La obra maestra de Cervantes parece haber comenzado su vida como una caricatura cómica de los libros de caballería que eran populares en la época, pero se amplió a un reflejo caleidoscopio de la época en la que vivió el autor. Está lleno de vida porque refleja fielmente la vida de ese período -un rico mosaico de un mundo en transición-, un fermento de ideas y costumbres en conflicto y una variedad sin fin de caracteres. La mayoría de sus personajes proceden de las clases más bajas. Don Quijote fue un nuevo punto de partida en la literatura: un dibujo de la vida y las maneras reales, escrito en un lenguaje claro y cotidiano. Los lectores aclamaron la intrusión del lenguaje cotidiano en una obra literaria.

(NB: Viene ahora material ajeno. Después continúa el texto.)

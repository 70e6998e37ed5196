//! Date and number formatting helpers for templates
//!
//! These are the only functions registered on the evaluator. Date formats
//! use chrono strftime patterns; number formats use a small numeral-style
//! pattern language (`0,0`, `000`, `0.00`).

use chrono::{DateTime, Local, NaiveDate, NaiveDateTime};

/// Current local time, formatted
///
/// Without a format argument, returns an RFC 3339 timestamp.
pub fn now(format: Option<&str>) -> String {
    let current = Local::now();
    match format {
        Some(fmt) => current.format(fmt).to_string(),
        None => current.to_rfc3339(),
    }
}

/// Format a date value with a chrono strftime pattern
///
/// Accepts RFC 3339 timestamps, `YYYY-MM-DDTHH:MM:SS` and plain
/// `YYYY-MM-DD` input.
pub fn format_date(value: &str, format: &str) -> Result<String, minijinja::Error> {
    if let Ok(parsed) = DateTime::parse_from_rfc3339(value) {
        return Ok(parsed.format(format).to_string());
    }
    if let Ok(parsed) = NaiveDateTime::parse_from_str(value, "%Y-%m-%dT%H:%M:%S") {
        return Ok(parsed.format(format).to_string());
    }
    if let Ok(parsed) = NaiveDate::parse_from_str(value, "%Y-%m-%d") {
        return Ok(parsed.format(format).to_string());
    }
    Err(minijinja::Error::new(
        minijinja::ErrorKind::InvalidOperation,
        format!("formatDate: cannot parse date '{value}'"),
    ))
}

/// Format a number with a numeral-style pattern
///
/// Supported patterns:
/// - `0,0`: thousands separators (`1,234,567`)
/// - `000`: zero-padding to the pattern width (`007`)
/// - `0.00`: fixed decimal places, combinable with the above (`1,234.50`)
pub fn format_number(value: f64, pattern: &str) -> Result<String, minijinja::Error> {
    if pattern.is_empty() || !pattern.chars().all(|c| matches!(c, '0' | ',' | '.')) {
        return Err(minijinja::Error::new(
            minijinja::ErrorKind::InvalidOperation,
            format!("formatNumber: unsupported pattern '{pattern}'"),
        ));
    }

    let decimals = pattern.split('.').nth(1).map_or(0, str::len);
    let grouped = pattern.contains(',');
    let integer_pattern = pattern.split(['.', ',']).next().unwrap_or("");

    let negative = value < 0.0;
    let rounded = format!("{:.decimals$}", value.abs());
    let (int_part, frac_part) = match rounded.split_once('.') {
        Some((int_part, frac_part)) => (int_part.to_string(), Some(frac_part.to_string())),
        None => (rounded, None),
    };

    let mut int_part = if grouped {
        group_thousands(&int_part)
    } else if int_part.len() < integer_pattern.len() {
        format!("{:0>width$}", int_part, width = integer_pattern.len())
    } else {
        int_part
    };

    if negative {
        int_part.insert(0, '-');
    }
    match frac_part {
        Some(frac) => Ok(format!("{int_part}.{frac}")),
        None => Ok(int_part),
    }
}

/// Insert `,` every three digits from the right
fn group_thousands(digits: &str) -> String {
    let mut out = String::with_capacity(digits.len() + digits.len() / 3);
    let offset = digits.len() % 3;
    for (pos, ch) in digits.chars().enumerate() {
        if pos != 0 && (pos + 3 - offset) % 3 == 0 {
            out.push(',');
        }
        out.push(ch);
    }
    out
}

#[cfg(test)]
mod tests {
    #![allow(clippy::unwrap_used, clippy::panic)]
    use super::*;

    #[test]
    fn test_now_default_is_rfc3339() {
        let stamp = now(None);
        assert!(DateTime::parse_from_rfc3339(&stamp).is_ok());
    }

    #[test]
    fn test_now_with_format() {
        let year = now(Some("%Y"));
        assert_eq!(year.len(), 4);
        assert!(year.parse::<i32>().is_ok());
    }

    #[test]
    fn test_format_date_rfc3339() {
        let out = format_date("2024-03-05T10:30:00+10:00", "%Y/%m/%d").unwrap();
        assert_eq!(out, "2024/03/05");
    }

    #[test]
    fn test_format_date_plain() {
        let out = format_date("2024-03-05", "%d-%m-%Y").unwrap();
        assert_eq!(out, "05-03-2024");
    }

    #[test]
    fn test_format_date_invalid() {
        assert!(format_date("not a date", "%Y").is_err());
    }

    #[test]
    fn test_format_number_grouping() {
        assert_eq!(format_number(1_234_567.0, "0,0").unwrap(), "1,234,567");
        assert_eq!(format_number(123.0, "0,0").unwrap(), "123");
        assert_eq!(format_number(1000.0, "0,0").unwrap(), "1,000");
    }

    #[test]
    fn test_format_number_zero_pad() {
        assert_eq!(format_number(7.0, "000").unwrap(), "007");
        assert_eq!(format_number(1234.0, "000").unwrap(), "1234");
    }

    #[test]
    fn test_format_number_decimals() {
        assert_eq!(format_number(1234.5, "0,0.00").unwrap(), "1,234.50");
        assert_eq!(format_number(2.0, "0.0").unwrap(), "2.0");
    }

    #[test]
    fn test_format_number_negative() {
        assert_eq!(format_number(-1234.0, "0,0").unwrap(), "-1,234");
    }

    #[test]
    fn test_format_number_bad_pattern() {
        assert!(format_number(1.0, "abc").is_err());
        assert!(format_number(1.0, "").is_err());
    }

    #[test]
    fn test_group_thousands() {
        assert_eq!(group_thousands("1"), "1");
        assert_eq!(group_thousands("12"), "12");
        assert_eq!(group_thousands("123"), "123");
        assert_eq!(group_thousands("1234"), "1,234");
        assert_eq!(group_thousands("123456"), "123,456");
        assert_eq!(group_thousands("1234567"), "1,234,567");
    }
}
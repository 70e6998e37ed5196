//! Field templating hook
//!
//! `runTemplates` renders a list of configured templates and writes each
//! result to a record path. Templates run in declaration order against the
//! record's current state, so a later template sees the writes of an
//! earlier one.

use crate::error::{Error, Result};
use crate::registry::{Hook, HookContext};
use async_trait::async_trait;
use curata_core::Record;
use curata_template::{TemplateContext, TemplateEngine};
use serde::Deserialize;
use serde_json::{Value, json};
use std::sync::Arc;

/// Options accepted by `runTemplates`
#[derive(Debug, Deserialize)]
struct TemplatesOptions {
    #[serde(default)]
    templates: Vec<FieldTemplate>,
}

/// One field/template pair
#[derive(Debug, Clone, Deserialize)]
struct FieldTemplate {
    /// Record path the rendered value is written to
    field: String,

    /// Template source
    template: String,
}

/// Render configured templates into record fields
pub struct RunTemplates {
    templates: Arc<TemplateEngine>,
}

impl RunTemplates {
    /// Create the hook rendering with `templates`
    #[must_use]
    pub fn new(templates: Arc<TemplateEngine>) -> Self {
        Self { templates }
    }
}

#[async_trait]
impl Hook for RunTemplates {
    fn name(&self) -> &'static str {
        "runTemplates"
    }

    async fn run(
        &self,
        ctx: &HookContext<'_>,
        mut record: Record,
        options: &Value,
    ) -> Result<Record> {
        let opts: TemplatesOptions =
            serde_json::from_value(options.clone()).map_err(|e| Error::InvalidOptions {
                hook: "runTemplates",
                reason: e.to_string(),
            })?;

        for config in &opts.templates {
            // Rebuilt per template so each sees the previous writes.
            let mut template_ctx = TemplateContext::new()
                .with_oid(ctx.oid)
                .with_record(record.to_value()?)
                .with_options(options.clone());
            if let Some(user) = ctx.user {
                template_ctx = template_ctx
                    .with_user(serde_json::to_value(user).map_err(curata_core::Error::from)?);
            }

            let rendered = self
                .templates
                .render_named_str(&config.field, &config.template, &template_ctx)
                .map_err(|e| Error::TemplateRender {
                    field: config.field.clone(),
                    source: e,
                })?;
            tracing::debug!(oid = ctx.oid, field = %config.field, "rendered field template");
            record.set_path(&config.field, json!(rendered))?;
        }

        Ok(record)
    }
}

A diferencia de muchos de sus contemporáneos, Cervantes no tenía un mecenas adinerado. Dependía exclusivamente de sus lectores. Esta era una relación totalmente nueva entre el escritor y su público. Cervantes sólo podía comer vendiendo sus libros y sólo podía venderlos escribiendo en un tono que resonara en los corazones y las mentes de su público. Esto lo consiguió brillantemente. Pocos libros en la historia han reflejado tan fielmente el nuevo espíritu que se estaba desarrollando en la sociedad. Para apreciar esto, es necesario tener una idea aproximada de lo que era realmente la sociedad española de esa época.
La España de Cervantes
“El descubrimiento de América, la circunnavegación de África abrieron nuevos horizontes e imprimieron nuevo impulso a la burguesía. El mercado de China y de las Indias orientales, la colonización de América, el intercambio con las colonias, el incremento de los medios de cambio y de las mercancías en general, dieron al comercio, a la navegación, a la industria, un empuje jamás conocido, atizando con ello el elemento revolucionario que se escondía en el seno de la sociedad feudal en descomposición”. (El Manifiesto Comunista)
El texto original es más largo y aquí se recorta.